Methodology Score: 4/5                 
Usefulness Score: 3.5/5

Kaukonen KM, Bailey M, Pilcher D, et al.
N Engl J Med. 2015 Apr 23;372(17):1629-38.

This retrospective multicenter study found that the use of SIRS criteria to define severe sepsis within 24 hours of admission to the ICU has poor sensitivity and construct validity, with 1 in 8 patients presenting with <2 criteria and substantial mortality rates; there was also a linear increase in the risk of death with the presence of each additional SIRS criterion, suggesting that the consensus cutoff of 2 may not be valid. The group agreed that the included population may not reflect all-comers with severe sepsis to the ED and that further studies are needed to define the characteristics of patients presenting with SIRS-negative severe sepsis. 
By: Dr.
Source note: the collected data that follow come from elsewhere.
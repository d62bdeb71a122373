// Best-effort reporting of finished matches to the head service. A failed
// report is logged and dropped; the match outcome already reached the
// clients over their sockets.

use crate::domain::entities::Team;
use crate::use_cases::types::WorldSnapshot;
use serde::Serialize;
use std::time::Duration;
use tracing::{debug, info, warn};

#[derive(Debug, Serialize)]
struct MatchResultReport<'a> {
    room_id: &'a str,
    winner: &'static str,
    duration_seconds: f32,
    kills_radiant: u32,
    kills_dire: u32,
    players: Vec<PlayerResult<'a>>,
}

#[derive(Debug, Serialize)]
struct PlayerResult<'a> {
    user_id: u64,
    name: &'a str,
    team: &'static str,
    is_bot: bool,
    kills: u32,
    deaths: u32,
    creep_kills: u32,
    gold_earned: u32,
    damage_dealt: u64,
}

/// Posts match results to the configured endpoint; a missing endpoint
/// disables reporting entirely.
#[derive(Clone)]
pub struct ResultsClient {
    http: reqwest::Client,
    base_url: Option<String>,
}

impl ResultsClient {
    pub fn new(
        base_url: Option<String>,
        timeout: Duration,
    ) -> Result<Self, reqwest::Error> {
        let http = reqwest::Client::builder().timeout(timeout).build()?;
        Ok(Self { http, base_url })
    }

    pub async fn report(&self, room_id: &str, winner: Team, final_snapshot: &WorldSnapshot) {
        let Some(base_url) = &self.base_url else {
            debug!(room_id, "result reporting disabled; no endpoint configured");
            return;
        };

        let report = MatchResultReport {
            room_id,
            winner: winner.as_str(),
            duration_seconds: final_snapshot.clock,
            kills_radiant: final_snapshot.kills_radiant,
            kills_dire: final_snapshot.kills_dire,
            players: final_snapshot
                .players
                .iter()
                .map(|p| PlayerResult {
                    user_id: p.id.0,
                    name: &p.name,
                    team: p.team.as_str(),
                    is_bot: p.is_bot,
                    kills: p.score.kills,
                    deaths: p.score.deaths,
                    creep_kills: p.score.creep_kills,
                    gold_earned: p.score.gold_earned,
                    damage_dealt: p.score.damage_dealt,
                })
                .collect(),
        };

        let url = format!("{base_url}/matches/results");
        match self.http.post(url).json(&report).send().await {
            Ok(response) if response.status().is_success() => {
                info!(room_id, winner = winner.as_str(), "match result reported");
            }
            Ok(response) => {
                warn!(room_id, status = %response.status(), "result report rejected");
            }
            Err(e) => {
                warn!(room_id, error = %e, "result report failed");
            }
        }
    }
}
mod support;

#[tokio::test]
async fn room_creation_returns_created() {
    let base_url = support::ensure_server();
    let room_id = support::create_test_room(base_url).await;
    assert!(!room_id.is_empty());
}

#[tokio::test]
async fn duplicate_room_id_conflicts() {
    let base_url = support::ensure_server();
    let room_id = support::create_test_room(base_url).await;

    let client = reqwest::Client::new();
    let payload = serde_json::json!({
        "room_id": room_id,
        "roster": [{ "user_id": 9, "name": "late", "team": "dire" }]
    });
    let res = client
        .post(format!("{base_url}/rooms"))
        .json(&payload)
        .send()
        .await
        .expect("request should succeed");
    assert_eq!(res.status(), reqwest::StatusCode::CONFLICT);
}

#[tokio::test]
async fn unknown_team_is_rejected() {
    let base_url = support::ensure_server();
    let client = reqwest::Client::new();
    let payload = serde_json::json!({
        "room_id": format!("test-{}", uuid::Uuid::new_v4()),
        "roster": [{ "user_id": 1, "name": "p", "team": "chaos" }]
    });
    let res = client
        .post(format!("{base_url}/rooms"))
        .json(&payload)
        .send()
        .await
        .expect("request should succeed");
    assert_eq!(res.status(), reqwest::StatusCode::BAD_REQUEST);
}

#[tokio::test]
async fn all_bot_roster_is_rejected() {
    let base_url = support::ensure_server();
    let client = reqwest::Client::new();
    let payload = serde_json::json!({
        "room_id": format!("test-{}", uuid::Uuid::new_v4()),
        "roster": [{ "user_id": 1, "name": "bot", "team": "radiant", "is_bot": true }]
    });
    let res = client
        .post(format!("{base_url}/rooms"))
        .json(&payload)
        .send()
        .await
        .expect("request should succeed");
    assert_eq!(res.status(), reqwest::StatusCode::BAD_REQUEST);
}
// Framework bootstrap for the match server runtime.

use crate::domain::content::ContentDb;
use crate::frameworks::config;
use crate::interface_adapters::clients::auth::AuthClient;
use crate::interface_adapters::clients::results::ResultsClient;
use crate::interface_adapters::net::{create_room_handler, ws_handler};
use crate::interface_adapters::state::AppState;
use crate::use_cases::{RoomRegistry, RoomSettings};

use axum::{
    Router,
    routing::{get, post},
};
use std::io::Result;
use std::net::SocketAddr;
use std::sync::Arc;

fn init_runtime() {
    let _ = dotenvy::dotenv();

    let filter = tracing_subscriber::EnvFilter::try_from_default_env()
        .unwrap_or_else(|_| tracing_subscriber::EnvFilter::new("info"));

    let json = matches!(std::env::var("LOG_FORMAT").as_deref(), Ok("json"));
    if json {
        tracing_subscriber::fmt()
            .with_env_filter(filter)
            .with_target(false)
            .json()
            .with_current_span(true)
            .init();
    } else {
        tracing_subscriber::fmt()
            .with_env_filter(filter)
            .with_target(false)
            .compact()
            .init();
    }

    std::panic::set_hook(Box::new(|info| {
        let backtrace = std::backtrace::Backtrace::capture();
        tracing::error!(%info, ?backtrace, "panic");
    }));
}

pub async fn run(listener: tokio::net::TcpListener) -> Result<()> {
    let address = listener.local_addr()?;
    let state = build_state()?;
    let app = Router::new()
        .route("/ws", get(ws_handler))
        .route("/rooms", post(create_room_handler))
        .with_state(state);

    tracing::info!(%address, "listening");

    // Serve app and report errors rather than panicking
    axum::serve(listener, app).await.inspect_err(|e| {
        tracing::error!(error = %e, "server error");
    })
}

pub async fn run_with_config() -> Result<()> {
    init_runtime();

    let address = SocketAddr::from(([127, 0, 0, 1], config::http_port()));

    let listener = tokio::net::TcpListener::bind(address)
        .await
        .inspect_err(|e| {
            tracing::error!(%address, error = %e, "failed to bind");
        })?;

    run(listener).await
}

fn build_state() -> Result<Arc<AppState>> {
    let auth_base_url = config::auth_service_url();
    let auth_verify_timeout = config::auth_verify_timeout();
    let auth_client = AuthClient::new(auth_base_url.clone(), auth_verify_timeout)
        .map_err(|e| std::io::Error::other(format!("failed to initialize auth client: {e}")))?;
    tracing::debug!(
        auth_base_url = %auth_base_url,
        auth_verify_timeout_ms = auth_verify_timeout.as_millis(),
        "auth client configured"
    );

    let results_client =
        ResultsClient::new(config::results_service_url(), config::results_report_timeout())
            .map_err(|e| {
                std::io::Error::other(format!("failed to initialize results client: {e}"))
            })?;

    // Room registry owns the set of active match tasks. Rooms are created on
    // demand by the matchmaking service via POST /rooms.
    let content = Arc::new(ContentDb::builtin());
    let room_registry = Arc::new(RoomRegistry::new(
        RoomSettings {
            command_channel_capacity: config::COMMAND_CHANNEL_CAPACITY,
            broadcast_capacity: config::BROADCAST_CAPACITY,
            tick_interval: config::TICK_INTERVAL,
        },
        content,
    ));

    Ok(Arc::new(AppState {
        room_registry,
        auth_client: Arc::new(auth_client),
        results_client: Arc::new(results_client),
    }))
}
Lauren Lacroix
(Presented May 2015)

Epi lesson:
Characteristics of a Good Article About Prognosis  
As described in the iconic JAMA publication, User’s Guide to the Medical Literature, here are some key questions to ask yourself about an observational study of prognosis.  1) Regarding the validity of the results: a) was the sample of patients representative?, b) were the patients sufficiently homogeneous with respect to prognostic risk?, c) was follow-up sufficiently complete?, and d) were outcome criteria objective and unbiased? 2) In interpreting the results: a) how likely are the outcomes over time? and b) how precise are the estimates of likelihood? 3) How can I apply the results to patient care: a) Were the study patients and their management similar to those in your practice?, b) was the follow-up sufficiently long?, and c) can you use the results in the management of patients in your practice?